At last, the prices are displayed. The "price" variable is always displayed with a class "price-new" because that is the current product price. After that, the unformatted price values are compared. If the "priceUnformatted" is less than "discountPriceUnformatted", the "discountPrice" is displayed with the "price-old" class. Else, if "priceUnformatted" is less than "retailPriceUnformatted", the "retailPrice" is displayed with the "price-old" class.

And lastly, if "discountUnformatted" is greater than 0 (remember from the currency macros part, this value will be greater than 0 if a discount is set with "Discount Amount" or "Discount Percentage"), a span with a class "price-discount" is displayed, and the content of the span is "(-{{ discount }})."

display_product_unit_prices

Next macro here is called display_product_unit_prices.

 

This macro can be used in a specific case where there are special units (of quantity) set for a product. These units are added through Pimcore administration in CoreShop -> Product -> Product Units. A product can have a default unit and additional unit definitions. Additional units must have a conversion rate to the default unit.
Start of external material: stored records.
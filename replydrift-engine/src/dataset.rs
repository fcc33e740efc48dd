//! Tweet dataset loading
//!
//! Datasets are JSON-lines dumps in the Twitter streaming format: one tweet
//! object per line, interleaved with deletion notices and the occasional
//! blank line. Only the fields needed for analysis are kept.

use crate::error::{EngineError, Result};
use crate::store::InMemoryStore;
use chrono::DateTime;
use replydrift_core::{Post, PostId};
use serde::Deserialize;
use std::fs::File;
use std::io::{BufRead, BufReader};
use std::path::Path;

/// `created_at` layout used by the Twitter API
const CREATED_AT_FORMAT: &str = "%a %b %d %H:%M:%S %z %Y";

#[derive(Debug, Deserialize)]
struct RawTweet {
    id: Option<u64>,
    text: Option<String>,
    extended_tweet: Option<ExtendedTweet>,
    timestamp_ms: Option<RawTimestamp>,
    created_at: Option<String>,
    in_reply_to_status_id: Option<u64>,
    user: Option<RawUser>,
}

#[derive(Debug, Deserialize)]
struct ExtendedTweet {
    full_text: String,
}

#[derive(Debug, Deserialize)]
struct RawUser {
    id: u64,
}

#[derive(Debug, Deserialize)]
#[serde(untagged)]
enum RawTimestamp {
    Number(i64),
    Text(String),
}

/// Counters from one load
#[derive(Debug, Clone, Copy, Default, PartialEq, Eq)]
pub struct LoadStats {
    /// Posts added to the store
    pub loaded: usize,
    /// Lines that were not tweets (blank, deletions, incomplete objects)
    pub skipped: usize,
    /// Tweets whose id was already stored
    pub duplicates: usize,
}

impl LoadStats {
    /// Add another load's counters
    pub fn merge(&mut self, other: LoadStats) {
        self.loaded += other.loaded;
        self.skipped += other.skipped;
        self.duplicates += other.duplicates;
    }
}

impl RawTweet {
    fn into_post(self) -> Option<Post> {
        let id = self.id?;
        let author_id = self.user?.id;
        let text = self
            .extended_tweet
            .map(|ext| ext.full_text)
            .or(self.text)?;
        let created_at = self.created_at.unwrap_or_default();

        let timestamp_ms = match self.timestamp_ms {
            Some(RawTimestamp::Number(ms)) => Some(ms),
            Some(RawTimestamp::Text(ms)) => ms.trim().parse().ok(),
            None => None,
        }
        .or_else(|| {
            DateTime::parse_from_str(&created_at, CREATED_AT_FORMAT)
                .ok()
                .map(|dt| dt.timestamp_millis())
        })?;

        Some(Post {
            id: PostId(id),
            author_id,
            text,
            timestamp_ms,
            created_at,
            in_reply_to: self.in_reply_to_status_id.map(PostId),
        })
    }
}

/// Read tweets from a JSON-lines reader into `store`
///
/// `origin` only labels errors.
pub fn load_reader<R: BufRead>(
    reader: R,
    origin: &Path,
    store: &mut InMemoryStore,
) -> Result<LoadStats> {
    let mut stats = LoadStats::default();

    for (index, line) in reader.lines().enumerate() {
        let line = line?;
        let trimmed = line.trim();
        if trimmed.is_empty() {
            stats.skipped += 1;
            continue;
        }

        let raw: RawTweet = serde_json::from_str(trimmed).map_err(|e| EngineError::Dataset {
            path: origin.to_path_buf(),
            line: index + 1,
            reason: e.to_string(),
        })?;

        match raw.into_post() {
            Some(post) => {
                if store.insert(post) {
                    stats.loaded += 1;
                } else {
                    stats.duplicates += 1;
                }
            }
            None => {
                log::debug!("{}:{}: not a complete tweet, skipped", origin.display(), index + 1);
                stats.skipped += 1;
            }
        }
    }

    Ok(stats)
}

/// Load one JSON-lines file into `store`
pub fn load_file(path: &Path, store: &mut InMemoryStore) -> Result<LoadStats> {
    let file = File::open(path)
        .map_err(|e| EngineError::IoError(format!("failed to open {}: {e}", path.display())))?;
    let stats = load_reader(BufReader::new(file), path, store)?;

    log::info!(
        "Loaded {} posts from {} ({} skipped, {} duplicates)",
        stats.loaded,
        path.display(),
        stats.skipped,
        stats.duplicates
    );
    Ok(stats)
}

/// Load several files into a fresh store
pub fn load_files<P: AsRef<Path>>(paths: &[P]) -> Result<(InMemoryStore, LoadStats)> {
    let mut store = InMemoryStore::new();
    let mut total = LoadStats::default();
    for path in paths {
        total.merge(load_file(path.as_ref(), &mut store)?);
    }
    Ok((store, total))
}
So, let's see what exactly is happening in this macro. First, two important variables are set — "defaultUnitDefinition" and "additionalUnitDefinitions". After that, product price and tax are displayed. Then, if additional unit definitions exist (their length is greater than 0), a card is displayed with a list. In that list, additional units are looped through, and for each additional unit, "additionalUnitPrice" is set and displayed as "Price per 'nameOfAdditionalUnit': {{ additionalUnitPrice }}". Next to that text, if the conversion rate is greater than 1, a badge displaying info about the conversion rate is displayed as "including 'conversionRateNumber' 'defaultUnitName'".
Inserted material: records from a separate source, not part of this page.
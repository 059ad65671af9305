use rocksdb::DB;
use serde::{Deserialize, Serialize};

/// AI risk score attached to a transaction hash, one record per hash.
/// `score_str` keeps the exact decimal text the oracle signed so the
/// `"{tx_hash}:{score}"` signature message can be reproduced bit-for-bit.
#[derive(Debug, Clone, Serialize, Deserialize, PartialEq)]
pub struct AiRiskRecord {
    pub tx_hash: String,
    pub score: f64,
    pub score_str: String,
    pub signature: Option<String>,
    pub oracle_pubkey: Option<String>,
}

pub struct OracleStore<'a> {
    pub db: &'a DB,
}

impl<'a> OracleStore<'a> {
    fn key(tx_hash: &str) -> String {
        format!("oracle:ai:{tx_hash}")
    }

    pub fn put_ai_risk(&self, rec: &AiRiskRecord) -> anyhow::Result<()> {
        if !rec.tx_hash.starts_with("0x") || rec.tx_hash.len() < 3 {
            anyhow::bail!("invalid tx_hash format: {}", rec.tx_hash);
        }
        if !(0.0..=1.0).contains(&rec.score) {
            anyhow::bail!("score must be between 0.0 and 1.0");
        }
        self.db.put(Self::key(&rec.tx_hash), serde_json::to_vec(rec)?)?;
        Ok(())
    }

    pub fn get_ai_risk(&self, tx_hash: &str) -> Option<AiRiskRecord> {
        self.db
            .get(Self::key(tx_hash))
            .ok()
            .flatten()
            .and_then(|v| serde_json::from_slice(&v).ok())
    }
}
So, for example, if we have a default unit named "box" and an additional unit named "packet" with a conversion rate of 10 — the image displayed above will be the result seen on the frontend.

To conclude

As you can see, CoreShop offers a lot of handy macros for frontend developers, and even though they can be used without understanding everything that's happening "under the hood" in the code — having this knowledge will help you understand CoreShop as a whole much better, and make you able to write macros of your own and/or modify the existing ones without any problem whatsoever.